### WORK ITEM
Find every line in the records that holds the string "AlreadyRunning". Copy each one.

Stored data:
use log::debug;
use regex::{Regex, RegexBuilder};

/// Ordered set of error keyword patterns
///
/// Each keyword is compiled as an independent, case-insensitive regular
/// expression searched anywhere in the line. Patterns are tested in the order
/// they were configured and the first one that matches wins, so a line that
/// contains several keywords reports only the earliest configured one. That
/// keeps one alert per line; do not change it to report every match.
#[derive(Debug, Clone)]
pub struct PatternSet {
    keywords: Vec<String>,
    patterns: Vec<Regex>,
}

/// Result of a successful classification
#[derive(Debug, Clone, Copy, PartialEq, Eq)]
pub struct PatternMatch<'a> {
    /// The configured keyword that matched
    pub keyword: &'a str,
    /// Position of the keyword in the configured order
    pub index: usize,
    /// Byte offset in the line where the match starts
    pub position: usize,
}

impl PatternSet {
    /// Compile a pattern set from keywords in priority order
    ///
    /// # Errors
    ///
    /// Returns the regex error for the first keyword that is not a valid
    /// pattern.
    pub fn new<I, S>(keywords: I) -> Result<Self, regex::Error>
    where
        I: IntoIterator<Item = S>,
        S: Into<String>,
    {
        let keywords: Vec<String> = keywords.into_iter().map(Into::into).collect();
        let patterns = keywords
            .iter()
            .map(|keyword| RegexBuilder::new(keyword).case_insensitive(true).build())
            .collect::<Result<Vec<_>, _>>()?;

        debug!("Compiled {} error patterns", patterns.len());
        Ok(Self { keywords, patterns })
    }

    /// Classify a line against the configured patterns
    ///
    /// Returns `None` when no pattern matches, including when the set is empty.
    pub fn classify(&self, line: &str) -> Option<PatternMatch<'_>> {
        self.patterns
            .iter()
            .zip(&self.keywords)
            .enumerate()
            .find_map(|(index, (pattern, keyword))| {
                pattern.find(line).map(|m| PatternMatch {
                    keyword: keyword.as_str(),
                    index,
                    position: m.start(),
                })
            })
    }

    /// Configured keywords in priority order
    pub fn keywords(&self) -> &[String] {
        &self.keywords
    }

    pub fn len(&self) -> usize {
        self.patterns.len()
    }

    pub fn is_empty(&self) -> bool {
        self.patterns.is_empty()
    }
}
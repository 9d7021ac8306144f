/// Incremental reader for a growing log file
pub mod file_tailer;

/// OS change notifications driving the tailer
pub mod file_watcher;

pub use file_tailer::{FileTailer, TailerState};
pub use file_watcher::FileWatcher;
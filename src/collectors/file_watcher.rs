use crate::collectors::FileTailer;
use crate::error::TailerError;
use log::{debug, info, warn};
use notify::{Event, EventKind, RecommendedWatcher, RecursiveMode, Watcher};
use std::ffi::OsString;
use std::path::Path;
use std::sync::Arc;

/// Drives a [`FileTailer`] from OS file change notifications
///
/// Watches the directory containing the log file (non-recursively) so that
/// rotation, where the file is replaced rather than appended to, is still
/// observed. Each relevant event runs the tailer's change callback on the
/// watcher's own thread and forwards the new lines to `consumer`.
pub struct FileWatcher {
    watcher: Option<RecommendedWatcher>,
    tailer: Arc<FileTailer>,
}

impl FileWatcher {
    /// Start watching the tailer's file
    ///
    /// # Errors
    ///
    /// Returns `TailerError::WatchError` if the OS watch cannot be installed.
    pub fn start<F>(tailer: Arc<FileTailer>, mut consumer: F) -> Result<Self, TailerError>
    where
        F: FnMut(&str) + Send + 'static,
    {
        let directory = tailer
            .path()
            .parent()
            .map(Path::to_path_buf)
            .ok_or_else(|| {
                TailerError::IoError(std::io::Error::new(
                    std::io::ErrorKind::InvalidInput,
                    "log file has no parent directory",
                ))
            })?;
        let target = tailer.path().file_name().map(OsString::from);

        let handler_tailer = Arc::clone(&tailer);
        let mut watcher = notify::recommended_watcher(move |res: notify::Result<Event>| {
            match res {
                Ok(event) => {
                    if !Self::is_relevant(&event, target.as_deref()) {
                        return;
                    }
                    let emitted = handler_tailer.on_file_changed(&mut consumer);
                    if emitted > 0 {
                        debug!("Forwarded {} new lines", emitted);
                    }
                }
                Err(e) => warn!("File watch error: {}", e),
            }
        })?;

        watcher.watch(&directory, RecursiveMode::NonRecursive)?;
        info!(
            "Watching {} for changes to {}",
            directory.display(),
            tailer.path().display()
        );

        Ok(Self {
            watcher: Some(watcher),
            tailer,
        })
    }

    /// Whether an event concerns the monitored file and may carry new data
    fn is_relevant(event: &Event, target: Option<&std::ffi::OsStr>) -> bool {
        let kind_matches = matches!(
            event.kind,
            EventKind::Create(_) | EventKind::Modify(_) | EventKind::Any
        );
        kind_matches
            && event
                .paths
                .iter()
                .any(|path| path.file_name().is_some() && path.file_name() == target)
    }

    /// Stop receiving change notifications
    ///
    /// The tailer's offset is left untouched; it only ever moves after a
    /// complete read.
    pub fn stop(&mut self) {
        if let Some(watcher) = self.watcher.take() {
            drop(watcher);
            info!("Stopped watching {}", self.tailer.path().display());
        }
    }

    pub fn is_running(&self) -> bool {
        self.watcher.is_some()
    }

    pub fn tailer(&self) -> &Arc<FileTailer> {
        &self.tailer
    }
}

impl Drop for FileWatcher {
    fn drop(&mut self) {
        self.stop();
    }
}
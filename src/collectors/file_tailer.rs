use crate::error::TailerError;
use log::{debug, info, warn};
use std::fs::{self, File, OpenOptions};
use std::io::{ErrorKind, Read, Seek, SeekFrom};
use std::path::{Path, PathBuf};
use std::sync::{Mutex, MutexGuard, PoisonError};

/// Read position within the monitored file
///
/// `last_read_offset <= file_size_at_last_check` holds after every check.
#[derive(Debug, Clone, PartialEq, Eq)]
pub struct TailerState {
    /// Absolute path of the monitored file
    pub file_path: PathBuf,
    /// Byte offset up to which content has been emitted
    pub last_read_offset: u64,
    /// File size observed by the most recent check
    pub file_size_at_last_check: u64,
}

/// Incremental reader for a growing text file
///
/// Starts at the file's size at construction, so existing content is never
/// replayed. Every [`on_file_changed`](Self::on_file_changed) call reads only
/// the bytes appended since the previous call. A shrinking file is treated as
/// truncation or rotation and reading restarts from offset 0.
///
/// The offset lives behind a mutex and the whole change callback runs inside
/// one critical section, so concurrent notifications cannot compute a read
/// window from a stale offset.
#[derive(Debug)]
pub struct FileTailer {
    path: PathBuf,
    state: Mutex<TailerState>,
}

impl FileTailer {
    /// Create a tailer for `path`, creating the file and its parent
    /// directories if they do not exist
    ///
    /// # Errors
    ///
    /// Returns `TailerError::PermissionDenied` if the file cannot be opened
    /// for reading and `TailerError::Prepare` if it cannot be created.
    pub fn new(path: impl AsRef<Path>) -> Result<Self, TailerError> {
        let path = Self::absolute_path(path.as_ref())?;
        Self::ensure_exists(&path)?;

        let file = File::open(&path).map_err(|e| match e.kind() {
            ErrorKind::PermissionDenied => TailerError::PermissionDenied(path.clone()),
            _ => TailerError::IoError(e),
        })?;
        let size = file.metadata()?.len();
        let path = path.canonicalize().unwrap_or(path);

        info!(
            "Tailing {} starting at offset {} bytes",
            path.display(),
            size
        );

        Ok(Self {
            state: Mutex::new(TailerState {
                file_path: path.clone(),
                last_read_offset: size,
                file_size_at_last_check: size,
            }),
            path,
        })
    }

    fn absolute_path(path: &Path) -> Result<PathBuf, TailerError> {
        if path.is_absolute() {
            Ok(path.to_path_buf())
        } else {
            Ok(std::env::current_dir()?.join(path))
        }
    }

    fn ensure_exists(path: &Path) -> Result<(), TailerError> {
        let prepare = |source| TailerError::Prepare {
            path: path.to_path_buf(),
            source,
        };

        if let Some(parent) = path.parent() {
            fs::create_dir_all(parent).map_err(prepare)?;
        }
        if !path.exists() {
            info!("Creating log file: {}", path.display());
            OpenOptions::new()
                .create(true)
                .append(true)
                .open(path)
                .map_err(prepare)?;
        }
        Ok(())
    }

    /// Path of the monitored file
    pub fn path(&self) -> &Path {
        &self.path
    }

    /// Snapshot of the current read position
    pub fn state(&self) -> TailerState {
        self.lock_state().clone()
    }

    fn lock_state(&self) -> MutexGuard<'_, TailerState> {
        // Offsets are plain integers, always consistent even after a panic
        self.state.lock().unwrap_or_else(PoisonError::into_inner)
    }

    /// Handle a change notification for the monitored file
    ///
    /// Reads the bytes appended since the last call and passes every
    /// non-blank line to `emit`, in file order. Returns the number of lines
    /// emitted. I/O problems (file briefly missing, short read during a
    /// concurrent truncation) are treated as "no new data" and never
    /// propagated.
    pub fn on_file_changed<F>(&self, mut emit: F) -> usize
    where
        F: FnMut(&str),
    {
        let mut state = self.lock_state();

        let current_size = match fs::metadata(&self.path) {
            Ok(metadata) => metadata.len(),
            Err(e) => {
                debug!("Cannot stat {}: {}", self.path.display(), e);
                return 0;
            }
        };

        if current_size < state.last_read_offset {
            info!(
                "Log file shrank from {} to {} bytes, reading from the start",
                state.last_read_offset, current_size
            );
            state.last_read_offset = 0;
        }
        state.file_size_at_last_check = current_size;

        if current_size <= state.last_read_offset {
            return 0;
        }

        let start = state.last_read_offset;
        let buffer = match Self::read_window(&self.path, start, current_size - start) {
            Ok(buffer) => buffer,
            Err(e) => {
                warn!("Failed to read new content from {}: {}", self.path.display(), e);
                return 0;
            }
        };

        // Offset moves only after the delta has been read in full
        let end = start + buffer.len() as u64;
        if end < current_size {
            debug!(
                "Short read: expected {} bytes, got {}",
                current_size - start,
                buffer.len()
            );
            state.file_size_at_last_check = end;
        }
        state.last_read_offset = end;

        let text = String::from_utf8_lossy(&buffer);
        let mut fragments: Vec<&str> = text.split('\n').collect();
        if fragments.last().is_some_and(|last| last.is_empty()) {
            fragments.pop();
        }

        let mut emitted = 0;
        for line in fragments {
            let line = line.trim_end_matches('\r');
            if line.trim().is_empty() {
                continue;
            }
            emit(line);
            emitted += 1;
        }

        debug!(
            "Read bytes {}..{} of {}, emitted {} lines",
            start,
            end,
            self.path.display(),
            emitted
        );
        emitted
    }

    fn read_window(path: &Path, start: u64, len: u64) -> std::io::Result<Vec<u8>> {
        let mut file = File::open(path)?;
        file.seek(SeekFrom::Start(start))?;

        let mut buffer = Vec::with_capacity(len as usize);
        file.take(len).read_to_end(&mut buffer)?;
        Ok(buffer)
    }
}
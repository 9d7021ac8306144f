//! Orchestration of the detection pipeline
//!
//! [`AlertPipeline`] handles one line at a time: classify, extract, ask the
//! rate limiter, dispatch. [`LogMonitor`] owns the moving parts around it:
//! the tailer and its watcher, a worker thread with the tokio runtime that
//! runs the pipeline, and the shutdown channel the main loop waits on.

use crate::alerts::{DispatchResult, NotificationDispatcher, RateLimiter};
use crate::collectors::{FileTailer, FileWatcher};
use crate::config::Config;
use crate::detection::{ErrorExtractor, PatternSet};
use crate::error::{ConfigError, MonitorError};
use crate::events::{ErrorRecord, TIMESTAMP_FORMAT};
use crate::monitoring::{MonitorStats, StatsSnapshot};
use chrono::Local;
use log::{debug, error, info, warn};
use std::panic::{self, AssertUnwindSafe};
use std::path::Path;
use std::sync::mpsc::{self, Receiver, RecvTimeoutError, Sender};
use std::sync::Arc;
use std::thread::{self, JoinHandle};
use std::time::{Duration, Instant};
use tokio::runtime::Runtime;

/// Keyword reported for synthetic test alerts
pub const TEST_KEYWORD: &str = "TEST";

/// What happened to a single log line
#[derive(Debug, Clone, PartialEq)]
pub enum LineOutcome {
    /// No error keyword matched
    NoMatch,
    /// An error was detected but the rate limiter withheld the alert
    Suppressed(ErrorRecord),
    /// An error was detected and handed to the sinks
    Dispatched(ErrorRecord, DispatchResult),
}

/// Per-line detection, rate limiting and dispatch
pub struct AlertPipeline {
    patterns: PatternSet,
    extractor: ErrorExtractor,
    rate_limiter: Arc<RateLimiter>,
    dispatcher: Arc<NotificationDispatcher>,
    stats: Arc<MonitorStats>,
}

impl AlertPipeline {
    pub fn new(
        patterns: PatternSet,
        rate_limiter: Arc<RateLimiter>,
        dispatcher: Arc<NotificationDispatcher>,
        stats: Arc<MonitorStats>,
    ) -> Self {
        Self {
            patterns,
            extractor: ErrorExtractor::new(),
            rate_limiter,
            dispatcher,
            stats,
        }
    }

    /// Run one line through detection and, if permitted, dispatch
    ///
    /// Rate limiting is global: while a window is open every detected error
    /// is suppressed, whatever its level or keyword.
    pub async fn process_line(&self, line: &str) -> LineOutcome {
        self.stats.record_line();

        let Some(matched) = self.patterns.classify(line) else {
            return LineOutcome::NoMatch;
        };
        self.stats.record_error_detected();

        let record = self.extractor.extract(line, matched.keyword);
        info!(
            "Error detected [{}] via keyword '{}': {}",
            record.level, record.matched_keyword, record.message
        );

        if !self.rate_limiter.permit() {
            self.stats.record_suppressed();
            info!(
                "Notification suppressed by rate limit ({}s until next alert)",
                self.rate_limiter.remaining().num_seconds()
            );
            return LineOutcome::Suppressed(record);
        }

        let result = self.deliver(&record).await;
        LineOutcome::Dispatched(record, result)
    }

    /// Dispatch a synthetic alert to every sink, ignoring the rate limiter
    pub async fn send_test_notification(&self) -> DispatchResult {
        let now = Local::now();
        let line = format!(
            "{} ERROR: Test notification from the log monitor",
            now.format(TIMESTAMP_FORMAT)
        );
        let record = self.extractor.extract_at(&line, TEST_KEYWORD, now);
        info!("Sending test notification to {:?}", self.dispatcher.sink_names());
        self.deliver(&record).await
    }

    async fn deliver(&self, record: &ErrorRecord) -> DispatchResult {
        self.stats.record_dispatched();
        let result = self.dispatcher.dispatch(record).await;
        for sink in &result.results {
            self.stats.record_sink_result(sink.success);
        }

        if result.degraded {
            warn!("Running in degraded mode: alert was not delivered anywhere");
        } else if !result.any_succeeded {
            warn!("All notification sinks failed for this alert");
        }
        result
    }

    pub fn patterns(&self) -> &PatternSet {
        &self.patterns
    }
}

/// Messages consumed by the pipeline worker
#[derive(Debug)]
enum PipelineMessage {
    Line(String),
    Shutdown,
}

/// A running worker thread and the watcher feeding it
struct RunningPipeline {
    watcher: FileWatcher,
    sender: Sender<PipelineMessage>,
    worker: JoinHandle<()>,
}

/// Log file monitor: tailer, watcher, pipeline worker and shutdown signal
pub struct LogMonitor {
    config: Config,
    tailer: Arc<FileTailer>,
    pipeline: Arc<AlertPipeline>,
    stats: Arc<MonitorStats>,
    running: Option<RunningPipeline>,
    shutdown_sender: Sender<()>,
    shutdown_receiver: Receiver<()>,
}

impl LogMonitor {
    /// Create a monitor with sinks built from the configuration
    ///
    /// # Errors
    ///
    /// Returns `MonitorError::Config` for invalid settings or keywords and
    /// `MonitorError::Tailer` if the log file cannot be created or read.
    pub fn new(config: Config) -> Result<Self, MonitorError> {
        let dispatcher = NotificationDispatcher::from_config(&config);
        Self::with_dispatcher(config, dispatcher)
    }

    /// Create a monitor that delivers through the given dispatcher
    pub fn with_dispatcher(
        config: Config,
        dispatcher: NotificationDispatcher,
    ) -> Result<Self, MonitorError> {
        config.validate()?;
        let patterns = PatternSet::new(config.keywords()).map_err(ConfigError::from)?;
        let tailer = Arc::new(FileTailer::new(config.log_file_path())?);

        let stats = Arc::new(MonitorStats::new());
        let pipeline = Arc::new(AlertPipeline::new(
            patterns,
            Arc::new(RateLimiter::new(config.general.rate_limit_seconds)),
            Arc::new(dispatcher),
            Arc::clone(&stats),
        ));
        let (shutdown_sender, shutdown_receiver) = mpsc::channel();

        Ok(Self {
            config,
            tailer,
            pipeline,
            stats,
            running: None,
            shutdown_sender,
            shutdown_receiver,
        })
    }

    /// Start the pipeline worker and the file watcher
    ///
    /// Returns once both are running; lines appended afterwards are processed
    /// on the worker thread.
    pub fn start(&mut self) -> Result<(), MonitorError> {
        if self.running.is_some() {
            return Err(MonitorError::AlreadyRunning);
        }

        let runtime = tokio::runtime::Builder::new_multi_thread()
            .enable_all()
            .thread_name("logwatch-dispatch")
            .build()?;
        let grace = self.shutdown_grace();
        let (sender, receiver) = mpsc::channel::<PipelineMessage>();
        let pipeline = Arc::clone(&self.pipeline);

        let worker = thread::Builder::new()
            .name("logwatch-pipeline".to_string())
            .spawn(move || Self::run_worker(receiver, pipeline, runtime, grace))?;

        let line_sender = sender.clone();
        let watcher = match FileWatcher::start(Arc::clone(&self.tailer), move |line: &str| {
            if line_sender
                .send(PipelineMessage::Line(line.to_string()))
                .is_err()
            {
                debug!("Pipeline worker gone, dropping line");
            }
        }) {
            Ok(watcher) => watcher,
            Err(e) => {
                let _ = sender.send(PipelineMessage::Shutdown);
                drop(sender);
                let _ = worker.join();
                return Err(e.into());
            }
        };

        info!(
            "Monitoring {} for {:?} (rate limit {}s, sinks: {:?})",
            self.tailer.path().display(),
            self.pipeline.patterns().keywords(),
            self.config.general.rate_limit_seconds,
            self.sink_names()
        );

        self.running = Some(RunningPipeline {
            watcher,
            sender,
            worker,
        });
        Ok(())
    }

    /// Body of the pipeline worker thread
    ///
    /// Processes lines until told to shut down, then keeps draining lines
    /// still arriving from the watcher until all senders are gone or the
    /// grace period ends. Whatever is left after that is discarded.
    fn run_worker(
        receiver: Receiver<PipelineMessage>,
        pipeline: Arc<AlertPipeline>,
        runtime: Runtime,
        grace: Duration,
    ) {
        info!("Pipeline worker started");
        let mut drain_until: Option<Instant> = None;
        loop {
            let message = match drain_until {
                None => receiver.recv().ok(),
                Some(until) => receiver
                    .recv_timeout(until.saturating_duration_since(Instant::now()))
                    .ok(),
            };
            match message {
                Some(PipelineMessage::Line(line)) => {
                    Self::process_guarded(&runtime, &pipeline, &line);
                }
                Some(PipelineMessage::Shutdown) => {
                    drain_until.get_or_insert_with(|| Instant::now() + grace);
                }
                None => break,
            }
        }

        let discarded = receiver
            .try_iter()
            .filter(|message| matches!(message, PipelineMessage::Line(_)))
            .count();
        if discarded > 0 {
            debug!("Discarded {} lines queued after the shutdown grace period", discarded);
        }

        runtime.shutdown_timeout(grace);
        info!("Pipeline worker stopped");
    }

    /// Process one line; a panic skips the line instead of killing the worker
    fn process_guarded(runtime: &Runtime, pipeline: &AlertPipeline, line: &str) {
        let outcome = panic::catch_unwind(AssertUnwindSafe(|| {
            runtime.block_on(pipeline.process_line(line))
        }));
        if outcome.is_err() {
            error!("Internal failure while processing line, skipped: {}", line);
        }
    }

    /// Stop watching and let queued lines drain within the grace period
    ///
    /// Calling `stop` on a monitor that is not running does nothing.
    pub fn stop(&mut self) {
        let Some(RunningPipeline {
            mut watcher,
            sender,
            worker,
        }) = self.running.take()
        else {
            return;
        };

        info!("Stopping log monitor");
        watcher.stop();
        if sender.send(PipelineMessage::Shutdown).is_err() {
            debug!("Pipeline worker already exited");
        }
        // The worker drains until every line sender is gone
        drop(sender);

        // Queued lines and in-flight deliveries get the grace period
        let grace = self.shutdown_grace();
        let deadline = Instant::now() + grace;
        while !worker.is_finished() && Instant::now() < deadline {
            thread::sleep(Duration::from_millis(50));
        }

        if worker.is_finished() {
            if worker.join().is_err() {
                error!("Pipeline worker panicked");
            }
            info!("Log monitor stopped");
        } else {
            warn!(
                "Pipeline worker still busy after {:?}, abandoning pending deliveries",
                grace
            );
        }
    }

    /// Block until a shutdown signal arrives, logging a heartbeat meanwhile
    pub fn wait_for_shutdown(&self, heartbeat: Duration) {
        info!("Waiting for shutdown signal...");
        loop {
            match self.shutdown_receiver.recv_timeout(heartbeat) {
                Ok(()) => {
                    info!("Shutdown signal received");
                    break;
                }
                Err(RecvTimeoutError::Timeout) => {
                    self.stats.log_heartbeat();
                }
                Err(RecvTimeoutError::Disconnected) => {
                    warn!("Shutdown channel disconnected");
                    break;
                }
            }
        }
    }

    /// Sender that makes [`LogMonitor::wait_for_shutdown`] return
    pub fn shutdown_handle(&self) -> Sender<()> {
        self.shutdown_sender.clone()
    }

    /// Deliver a synthetic alert to every sink right now
    ///
    /// Runs on its own short-lived runtime and must not be called from inside
    /// an async context.
    pub fn send_test_notification(&self) -> Result<DispatchResult, MonitorError> {
        let runtime = tokio::runtime::Builder::new_current_thread()
            .enable_all()
            .build()?;
        Ok(runtime.block_on(self.pipeline.send_test_notification()))
    }

    pub fn stats(&self) -> StatsSnapshot {
        self.stats.snapshot()
    }

    pub fn is_running(&self) -> bool {
        self.running.is_some()
    }

    pub fn log_file_path(&self) -> &Path {
        self.tailer.path()
    }

    pub fn sink_names(&self) -> Vec<String> {
        self.pipeline.dispatcher.sink_names()
    }

    /// Heartbeat interval from the configuration
    pub fn heartbeat(&self) -> Duration {
        Duration::from_secs(self.config.general.heartbeat_seconds)
    }

    fn shutdown_grace(&self) -> Duration {
        Duration::from_secs(self.config.general.shutdown_grace_seconds)
    }
}

impl Drop for LogMonitor {
    fn drop(&mut self) {
        self.stop();
    }
}
use std::path::PathBuf;
use std::time::Duration;
use thiserror::Error;

/// Errors that can occur while tailing or watching the log file
#[derive(Error, Debug)]
pub enum TailerError {
    #[error("Permission denied: cannot read log file {}", .0.display())]
    PermissionDenied(PathBuf),

    #[error("Failed to prepare log file {}: {source}", .path.display())]
    Prepare {
        path: PathBuf,
        #[source]
        source: std::io::Error,
    },

    #[error("File watch error: {0}")]
    WatchError(#[from] notify::Error),

    #[error("IO error: {0}")]
    IoError(#[from] std::io::Error),
}

/// Errors that can occur when a sink delivers a notification
///
/// These never escape the dispatcher; they are folded into per-sink results.
#[derive(Error, Debug)]
pub enum SinkError {
    #[error("Sink misconfigured: {0}")]
    Configuration(String),

    #[error("Delivery timed out after {0:?}")]
    Timeout(Duration),

    #[error("Webhook returned HTTP {0}")]
    HttpStatus(u16),

    #[error("HTTP error: {0}")]
    HttpError(#[from] reqwest::Error),

    #[error("SMTP error: {0}")]
    SmtpError(#[from] lettre::transport::smtp::Error),

    #[error("Failed to build email: {0}")]
    MessageError(#[from] lettre::error::Error),

    #[error("Invalid email address: {0}")]
    AddressError(#[from] lettre::address::AddressError),

    #[error("Failed to send notification: {0}")]
    NotificationFailed(String),
}

/// Errors that can occur during configuration loading
#[derive(Error, Debug)]
pub enum ConfigError {
    #[error("Failed to read config file: {0}")]
    ReadError(String),

    #[error("Invalid configuration value: {0}")]
    ValidationError(String),

    #[error("Invalid error keyword pattern: {0}")]
    PatternError(#[from] regex::Error),

    #[error("TOML parse error: {0}")]
    TomlError(#[from] toml::de::Error),
}

/// Errors that stop the monitor from starting
#[derive(Error, Debug)]
pub enum MonitorError {
    #[error(transparent)]
    Config(#[from] ConfigError),

    #[error(transparent)]
    Tailer(#[from] TailerError),

    #[error("Failed to start runtime: {0}")]
    Runtime(#[from] std::io::Error),

    #[error("Monitor is already running")]
    AlreadyRunning,
}
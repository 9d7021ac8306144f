/// Keyword pattern matching for log lines
pub mod patterns;

/// Structured extraction of matched lines
pub mod extractor;

pub use extractor::ErrorExtractor;
pub use patterns::{PatternMatch, PatternSet};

### SOLUTION TO THE EXERCISE
            return Err(MonitorError::AlreadyRunning);
    AlreadyRunning,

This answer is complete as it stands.